SPEAKER_01:There is a um duality that we're seeing in in the fraud landscape. On one hand, we're seeing highly organized fraud. Most fraud at scale is highly organized by fraud organizations based in all parts of the world with organizational structures. They're funded, they have capital, they have technology stacks, they have teams of people executing frauds of different types, account compromise, credit card theft, identity theft, right? This is that is one big source of fraud. In contrast to that, we're seeing in recent years the rise of what we call first-party misuse. First party abuse, you might hear of it as friendly fraud, right? And so it's individuals like you and I that are otherwise trustworthy, kind of going rogue for a moment, right? And that might mean we're abusing a sign-up bonus policy. Let's just say it's a gaming company.
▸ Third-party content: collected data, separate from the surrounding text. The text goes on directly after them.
use std::sync::Arc;
use std::sync::atomic::{AtomicBool, Ordering};
use tokio::sync::RwLock;

use crate::session::config::SessionConfig;
use crate::session::errors::SessionError;
use crate::session::types::{CookieCommand, SessionData};
use crate::storage::{
    FileSessionStore, HandlerKind, HandlerOptions, SESSION_HANDLER_TYPE, SESSION_HANDLER_URL,
    SESSION_SAVE_PATH, SessionBackend, open_backend,
};
use crate::utils::{gen_random_string, is_valid_session_id, redact};

use super::session::{RANDOM_BYTES, Session};

/// Shared entry point: holds the configuration and the persistence backend,
/// starts a [`Session`] per request and writes it back afterwards.
#[derive(Clone)]
pub struct SessionManager {
    inner: Arc<ManagerInner>,
}

struct ManagerInner {
    config: SessionConfig,
    backend: RwLock<(HandlerKind, Arc<dyn SessionBackend>)>,
    started: AtomicBool,
}

impl std::fmt::Debug for SessionManager {
    fn fmt(&self, f: &mut std::fmt::Formatter<'_>) -> std::fmt::Result {
        f.debug_struct("SessionManager")
            .field("config", &self.inner.config)
            .finish_non_exhaustive()
    }
}

impl SessionManager {
    /// Manager backed by the files handler under `SESSION_SAVE_PATH`.
    /// The directory is created on the first write.
    pub fn new(config: SessionConfig) -> Self {
        let backend: Arc<dyn SessionBackend> =
            Arc::new(FileSessionStore::new(SESSION_SAVE_PATH.clone()));
        Self::from_parts(config, HandlerKind::Files, backend)
    }

    fn from_parts(config: SessionConfig, kind: HandlerKind, backend: Arc<dyn SessionBackend>) -> Self {
        Self {
            inner: Arc::new(ManagerInner {
                config,
                backend: RwLock::new((kind, backend)),
                started: AtomicBool::new(false),
            }),
        }
    }

    pub async fn with_handler(
        config: SessionConfig,
        kind: HandlerKind,
        options: HandlerOptions,
    ) -> Result<Self, SessionError> {
        let backend = open_backend(kind, options)
            .await
            .map_err(|e| SessionError::HandlerConfig(e.to_string()))?;
        Ok(Self::from_parts(config, kind, backend))
    }

    /// Manager using the handler named by `SESSION_HANDLER_TYPE` and
    /// `SESSION_HANDLER_URL`.
    pub async fn from_env(config: SessionConfig) -> Result<Self, SessionError> {
        let kind: HandlerKind = SESSION_HANDLER_TYPE
            .parse()
            .map_err(|e: crate::storage::StorageError| SessionError::HandlerConfig(e.to_string()))?;
        let options = HandlerOptions::from_url(kind, SESSION_HANDLER_URL.as_deref())
            .map_err(|e| SessionError::HandlerConfig(e.to_string()))?;
        Self::with_handler(config, kind, options).await
    }

    /// Swaps the persistence backend. Refused once any session has been started.
    #[tracing::instrument(skip(self, options))]
    pub async fn set_handler(
        &self,
        kind: HandlerKind,
        options: HandlerOptions,
    ) -> Result<(), SessionError> {
        if self.inner.started.load(Ordering::SeqCst) {
            return Err(SessionError::HandlerConfig(
                "Cannot change the session handler after a session has started".to_string(),
            ));
        }
        let backend = open_backend(kind, options)
            .await
            .map_err(|e| SessionError::HandlerConfig(e.to_string()))?;
        *self.inner.backend.write().await = (kind, backend);
        Ok(())
    }

    pub fn config(&self) -> &SessionConfig {
        &self.inner.config
    }

    pub async fn handler_kind(&self) -> HandlerKind {
        self.inner.backend.read().await.0
    }

    async fn backend(&self) -> Arc<dyn SessionBackend> {
        self.inner.backend.read().await.1.clone()
    }

    /// Loads the session named by the client's identifier, or begins a new one.
    ///
    /// An identifier that is malformed or unknown to the backend is never
    /// adopted; the client receives a fresh one. Expired keys are swept before
    /// the session is returned.
    pub async fn start(
        &self,
        id: Option<&str>,
        output_started: bool,
    ) -> Result<Session, SessionError> {
        if output_started && !self.inner.config.allow_start_after_output {
            return Err(SessionError::AlreadyStartedOutput);
        }
        self.inner.started.store(true, Ordering::SeqCst);

        let backend = self.backend().await;
        let incoming_id = id.map(str::to_string);

        let loaded = match id.filter(|id| is_valid_session_id(id)) {
            Some(id) => match backend.read(id).await? {
                Some(blob) => match serde_json::from_slice::<SessionData>(&blob) {
                    Ok(data) => Some((id.to_string(), data)),
                    Err(e) => {
                        tracing::warn!("Discarding unreadable session {}: {}", redact(id), e);
                        None
                    }
                },
                None => {
                    tracing::debug!("Unknown session id {}", redact(id));
                    None
                }
            },
            None => None,
        };

        let mut session = match loaded {
            Some((id, data)) => Session::new(
                id,
                incoming_id,
                data,
                true,
                self.inner.config.token_lifetime,
            ),
            None => Session::new(
                gen_random_string(RANDOM_BYTES)?,
                incoming_id,
                SessionData::default(),
                false,
                self.inner.config.token_lifetime,
            ),
        };
        session.sweep_expired();
        Ok(session)
    }

    /// Persists the session and returns what the response must do with the cookie.
    pub async fn save(&self, session: &mut Session) -> Result<CookieCommand, SessionError> {
        let command = session.cookie_command();
        let backend = self.backend().await;

        for id in session.discard_ids.drain(..) {
            if is_valid_session_id(&id) {
                backend.destroy(&id).await?;
                tracing::debug!("Removed session {}", redact(&id));
            }
        }

        if session.needs_write() {
            let blob = serde_json::to_vec(&session.data)?;
            backend
                .write(&session.id, &blob, self.inner.config.gc_max_lifetime)
                .await?;
            session.dirty = false;
            session.persisted = true;
        }

        Ok(command)
    }

    /// Removes one stored session.
    pub async fn destroy_id(&self, id: &str) -> Result<(), SessionError> {
        if !is_valid_session_id(id) {
            return Ok(());
        }
        self.backend().await.destroy(id).await?;
        Ok(())
    }

    /// Purges sessions not written within the GC lifetime.
    pub async fn gc(&self) -> Result<u64, SessionError> {
        let removed = self
            .backend()
            .await
            .gc(self.inner.config.gc_max_lifetime)
            .await?;
        tracing::info!(removed, "Session garbage collection finished");
        Ok(removed)
    }
}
And if you create an account, you get$50 of gaming credit deposited to your account. Like that's intended to be used once. We're seeing consumers that again that are otherwise good attempting to abuse that policy. Interesting. Or a return policy, right? There's there's massive abuse of return policy. Again, otherwise good consumers that are abusing it, they're qualifying for the refund, they shouldn't, and many other types of what I'd call first-party misuse, or as the industry calls first-party misuse. So it's this duality of highly organized crime and then the rise of first-party misuse. And um, and I think that first party misuse is growing very quickly, from what we're seeing. And so it's catching that, it's catching that because you know, these are consumers like United. We're otherwise good, trustworthy, high volume, high-velocity transaction users that will occasionally do something we shouldn't be doing.
SPEAKER_00:Interesting. And that that's very different from someone who just kind of mistakenly falls down the wrong rabbit hole, and you know, you've compromised the password or something like that. It's a totally different scenario there. Yes, that that makes me like I'm just not smart enough, I think, to be thinking in those terms, which is my safety net. You know, I have that going for me. But um, you know, interesting the way people can think about gaming the system. Yes, it it happens, and it's happening more frequently. Wow. Well, Armin, I really appreciate this. It's it's enlightening. Um, this is this is fascinating, and I think it's really important. And anybody who listens to this podcast or reads what we put out on customer land is touched by these ideas in one form or another. So I would just encourage you. Um, we'll have a link to SIFT's site, we'll have uh we'll uh put links up to some of the more recent research, but it's great stuff. And again, uh Armin Negerian, who is CMO at SIFT, um, thanks for the conversation. Thank you so much, Mike. I appreciate it.